Work request —
The entries below contain a line with "equal by value" and a line with "listing fails or". Quote exactly those two lines and all lines between them.

Task inputs —

......

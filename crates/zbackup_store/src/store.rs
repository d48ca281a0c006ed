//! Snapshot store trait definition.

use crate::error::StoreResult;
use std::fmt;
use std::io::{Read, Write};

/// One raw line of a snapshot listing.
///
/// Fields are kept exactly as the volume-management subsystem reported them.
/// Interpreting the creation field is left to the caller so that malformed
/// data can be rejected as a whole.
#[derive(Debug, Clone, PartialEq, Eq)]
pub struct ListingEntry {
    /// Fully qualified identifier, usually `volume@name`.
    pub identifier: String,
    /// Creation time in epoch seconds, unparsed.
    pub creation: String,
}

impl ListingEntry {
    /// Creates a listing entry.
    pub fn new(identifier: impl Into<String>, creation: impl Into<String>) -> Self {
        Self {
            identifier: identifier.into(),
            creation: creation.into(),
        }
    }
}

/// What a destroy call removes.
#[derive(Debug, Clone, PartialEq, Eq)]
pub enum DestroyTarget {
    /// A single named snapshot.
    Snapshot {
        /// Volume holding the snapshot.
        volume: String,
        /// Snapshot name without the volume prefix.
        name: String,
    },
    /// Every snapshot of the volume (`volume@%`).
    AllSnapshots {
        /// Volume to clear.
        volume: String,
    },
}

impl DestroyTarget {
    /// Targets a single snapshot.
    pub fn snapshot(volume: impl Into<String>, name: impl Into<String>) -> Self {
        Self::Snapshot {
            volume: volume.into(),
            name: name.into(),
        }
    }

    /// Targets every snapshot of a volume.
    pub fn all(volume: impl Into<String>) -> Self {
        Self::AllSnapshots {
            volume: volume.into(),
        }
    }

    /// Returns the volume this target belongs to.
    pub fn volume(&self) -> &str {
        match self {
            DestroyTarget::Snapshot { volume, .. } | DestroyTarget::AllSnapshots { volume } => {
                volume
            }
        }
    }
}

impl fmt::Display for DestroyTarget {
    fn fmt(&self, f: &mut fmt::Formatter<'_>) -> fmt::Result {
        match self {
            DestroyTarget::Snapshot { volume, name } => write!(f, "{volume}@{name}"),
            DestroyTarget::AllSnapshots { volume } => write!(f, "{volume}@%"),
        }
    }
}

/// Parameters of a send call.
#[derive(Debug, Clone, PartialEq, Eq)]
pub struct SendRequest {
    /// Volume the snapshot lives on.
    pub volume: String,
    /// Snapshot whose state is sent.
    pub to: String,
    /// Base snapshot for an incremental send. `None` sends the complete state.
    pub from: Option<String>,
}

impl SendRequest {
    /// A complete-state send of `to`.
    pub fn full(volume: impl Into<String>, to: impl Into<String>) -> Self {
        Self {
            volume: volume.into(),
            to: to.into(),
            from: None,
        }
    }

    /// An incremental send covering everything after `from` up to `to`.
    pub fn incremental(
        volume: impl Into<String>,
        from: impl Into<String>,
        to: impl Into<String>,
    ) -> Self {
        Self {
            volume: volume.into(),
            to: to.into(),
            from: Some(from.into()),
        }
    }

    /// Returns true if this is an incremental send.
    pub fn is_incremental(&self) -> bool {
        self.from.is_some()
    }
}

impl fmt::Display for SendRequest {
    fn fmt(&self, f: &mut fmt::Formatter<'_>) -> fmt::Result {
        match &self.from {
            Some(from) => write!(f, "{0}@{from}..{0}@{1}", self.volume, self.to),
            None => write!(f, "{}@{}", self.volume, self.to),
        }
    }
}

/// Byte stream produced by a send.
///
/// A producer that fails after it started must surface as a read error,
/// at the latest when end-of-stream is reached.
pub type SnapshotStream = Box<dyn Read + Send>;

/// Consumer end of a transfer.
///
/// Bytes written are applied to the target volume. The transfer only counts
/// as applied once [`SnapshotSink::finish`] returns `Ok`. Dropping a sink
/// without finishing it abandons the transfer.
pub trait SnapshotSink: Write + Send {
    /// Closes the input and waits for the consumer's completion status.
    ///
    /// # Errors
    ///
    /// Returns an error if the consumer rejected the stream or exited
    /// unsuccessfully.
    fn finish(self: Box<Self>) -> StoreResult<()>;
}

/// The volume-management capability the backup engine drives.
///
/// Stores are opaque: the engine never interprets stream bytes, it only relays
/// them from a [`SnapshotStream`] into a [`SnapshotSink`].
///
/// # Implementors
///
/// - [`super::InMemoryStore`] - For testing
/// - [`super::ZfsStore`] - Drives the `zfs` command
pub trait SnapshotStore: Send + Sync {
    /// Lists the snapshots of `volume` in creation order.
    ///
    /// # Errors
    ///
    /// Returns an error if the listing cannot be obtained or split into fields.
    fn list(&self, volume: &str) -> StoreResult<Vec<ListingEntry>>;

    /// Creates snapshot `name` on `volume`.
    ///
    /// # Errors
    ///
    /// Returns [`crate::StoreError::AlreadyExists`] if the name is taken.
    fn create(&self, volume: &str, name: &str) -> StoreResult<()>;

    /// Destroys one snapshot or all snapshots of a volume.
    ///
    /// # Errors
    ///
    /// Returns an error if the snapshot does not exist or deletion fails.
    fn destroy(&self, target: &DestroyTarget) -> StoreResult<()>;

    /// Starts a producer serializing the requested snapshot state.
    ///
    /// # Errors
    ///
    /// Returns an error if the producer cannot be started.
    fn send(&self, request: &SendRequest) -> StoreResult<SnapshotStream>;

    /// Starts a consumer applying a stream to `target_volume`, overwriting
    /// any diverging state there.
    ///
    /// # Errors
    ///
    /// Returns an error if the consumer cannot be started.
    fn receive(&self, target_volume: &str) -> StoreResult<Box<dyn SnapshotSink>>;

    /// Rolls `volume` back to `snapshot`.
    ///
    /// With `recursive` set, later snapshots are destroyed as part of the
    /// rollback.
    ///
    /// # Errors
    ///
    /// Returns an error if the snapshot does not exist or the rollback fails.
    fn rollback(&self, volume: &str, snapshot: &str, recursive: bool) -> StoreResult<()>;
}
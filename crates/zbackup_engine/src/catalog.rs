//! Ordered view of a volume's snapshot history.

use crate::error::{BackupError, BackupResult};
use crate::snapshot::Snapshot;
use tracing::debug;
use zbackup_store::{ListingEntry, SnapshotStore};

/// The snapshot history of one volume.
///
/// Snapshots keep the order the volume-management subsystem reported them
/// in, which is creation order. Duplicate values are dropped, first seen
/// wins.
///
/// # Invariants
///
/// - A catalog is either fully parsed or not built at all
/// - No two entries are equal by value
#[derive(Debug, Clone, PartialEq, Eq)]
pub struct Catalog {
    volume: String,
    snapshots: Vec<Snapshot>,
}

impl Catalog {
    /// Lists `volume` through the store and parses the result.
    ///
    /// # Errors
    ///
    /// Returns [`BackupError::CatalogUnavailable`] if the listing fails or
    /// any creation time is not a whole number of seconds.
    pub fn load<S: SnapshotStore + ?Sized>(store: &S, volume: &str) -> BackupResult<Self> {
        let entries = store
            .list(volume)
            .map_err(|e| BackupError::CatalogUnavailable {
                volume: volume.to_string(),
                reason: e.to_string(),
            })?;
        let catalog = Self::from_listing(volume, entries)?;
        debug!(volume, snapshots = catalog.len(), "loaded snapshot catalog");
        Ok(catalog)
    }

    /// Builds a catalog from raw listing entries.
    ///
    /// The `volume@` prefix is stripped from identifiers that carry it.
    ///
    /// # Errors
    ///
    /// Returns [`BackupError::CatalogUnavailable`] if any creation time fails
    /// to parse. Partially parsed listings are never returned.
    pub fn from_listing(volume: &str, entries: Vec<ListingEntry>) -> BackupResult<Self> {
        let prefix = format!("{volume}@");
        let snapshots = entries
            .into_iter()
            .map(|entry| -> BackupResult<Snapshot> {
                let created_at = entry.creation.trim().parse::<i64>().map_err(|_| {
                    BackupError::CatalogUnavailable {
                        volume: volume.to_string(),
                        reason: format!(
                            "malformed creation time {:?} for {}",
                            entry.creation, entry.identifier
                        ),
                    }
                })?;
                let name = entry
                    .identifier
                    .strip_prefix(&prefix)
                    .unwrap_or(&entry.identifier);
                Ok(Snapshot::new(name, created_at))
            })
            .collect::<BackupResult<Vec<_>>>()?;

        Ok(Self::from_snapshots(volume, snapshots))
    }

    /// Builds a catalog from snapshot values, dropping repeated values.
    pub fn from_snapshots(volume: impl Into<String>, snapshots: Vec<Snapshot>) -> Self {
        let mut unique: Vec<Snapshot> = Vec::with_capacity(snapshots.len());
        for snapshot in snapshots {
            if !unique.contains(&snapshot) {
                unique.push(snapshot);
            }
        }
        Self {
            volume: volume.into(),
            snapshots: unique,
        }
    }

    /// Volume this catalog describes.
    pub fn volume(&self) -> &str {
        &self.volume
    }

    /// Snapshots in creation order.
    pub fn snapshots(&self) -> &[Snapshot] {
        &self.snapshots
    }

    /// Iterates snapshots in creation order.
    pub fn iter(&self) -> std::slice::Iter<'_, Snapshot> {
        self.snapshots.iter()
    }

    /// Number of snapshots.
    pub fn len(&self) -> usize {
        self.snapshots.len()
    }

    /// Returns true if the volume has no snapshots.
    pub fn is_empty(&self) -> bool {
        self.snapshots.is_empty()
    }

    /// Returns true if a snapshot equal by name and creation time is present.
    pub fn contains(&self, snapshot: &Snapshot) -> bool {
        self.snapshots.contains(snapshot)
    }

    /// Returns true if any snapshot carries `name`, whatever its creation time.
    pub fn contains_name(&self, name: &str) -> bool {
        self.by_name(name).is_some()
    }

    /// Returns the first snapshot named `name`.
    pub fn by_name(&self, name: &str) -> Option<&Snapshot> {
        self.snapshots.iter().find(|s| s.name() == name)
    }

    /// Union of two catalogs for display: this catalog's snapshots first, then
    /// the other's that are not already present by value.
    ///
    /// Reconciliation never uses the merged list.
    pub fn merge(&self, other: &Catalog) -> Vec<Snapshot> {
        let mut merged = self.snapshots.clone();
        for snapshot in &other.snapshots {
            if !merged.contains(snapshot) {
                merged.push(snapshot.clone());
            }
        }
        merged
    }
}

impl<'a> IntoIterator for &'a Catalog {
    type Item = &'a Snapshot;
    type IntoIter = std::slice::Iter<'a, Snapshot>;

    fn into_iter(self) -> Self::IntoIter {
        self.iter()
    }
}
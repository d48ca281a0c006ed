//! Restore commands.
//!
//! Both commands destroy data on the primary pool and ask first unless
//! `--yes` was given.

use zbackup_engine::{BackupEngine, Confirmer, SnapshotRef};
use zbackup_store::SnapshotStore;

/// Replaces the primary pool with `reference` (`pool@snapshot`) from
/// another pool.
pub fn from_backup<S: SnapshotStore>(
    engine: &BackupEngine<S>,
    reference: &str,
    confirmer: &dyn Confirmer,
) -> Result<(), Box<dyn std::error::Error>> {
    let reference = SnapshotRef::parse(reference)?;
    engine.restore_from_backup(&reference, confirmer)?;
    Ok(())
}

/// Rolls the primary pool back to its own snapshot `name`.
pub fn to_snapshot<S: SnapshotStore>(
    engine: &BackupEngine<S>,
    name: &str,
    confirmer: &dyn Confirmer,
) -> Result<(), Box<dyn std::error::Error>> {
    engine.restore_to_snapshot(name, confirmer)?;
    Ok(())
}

......

Exercise answer —
/// - No two entries are equal by value
#[derive(Debug, Clone, PartialEq, Eq)]
pub struct Catalog {
    volume: String,
    snapshots: Vec<Snapshot>,
}

impl Catalog {
    /// Lists `volume` through the store and parses the result.
    ///
    /// # Errors
    ///
    /// Returns [`BackupError::CatalogUnavailable`] if the listing fails or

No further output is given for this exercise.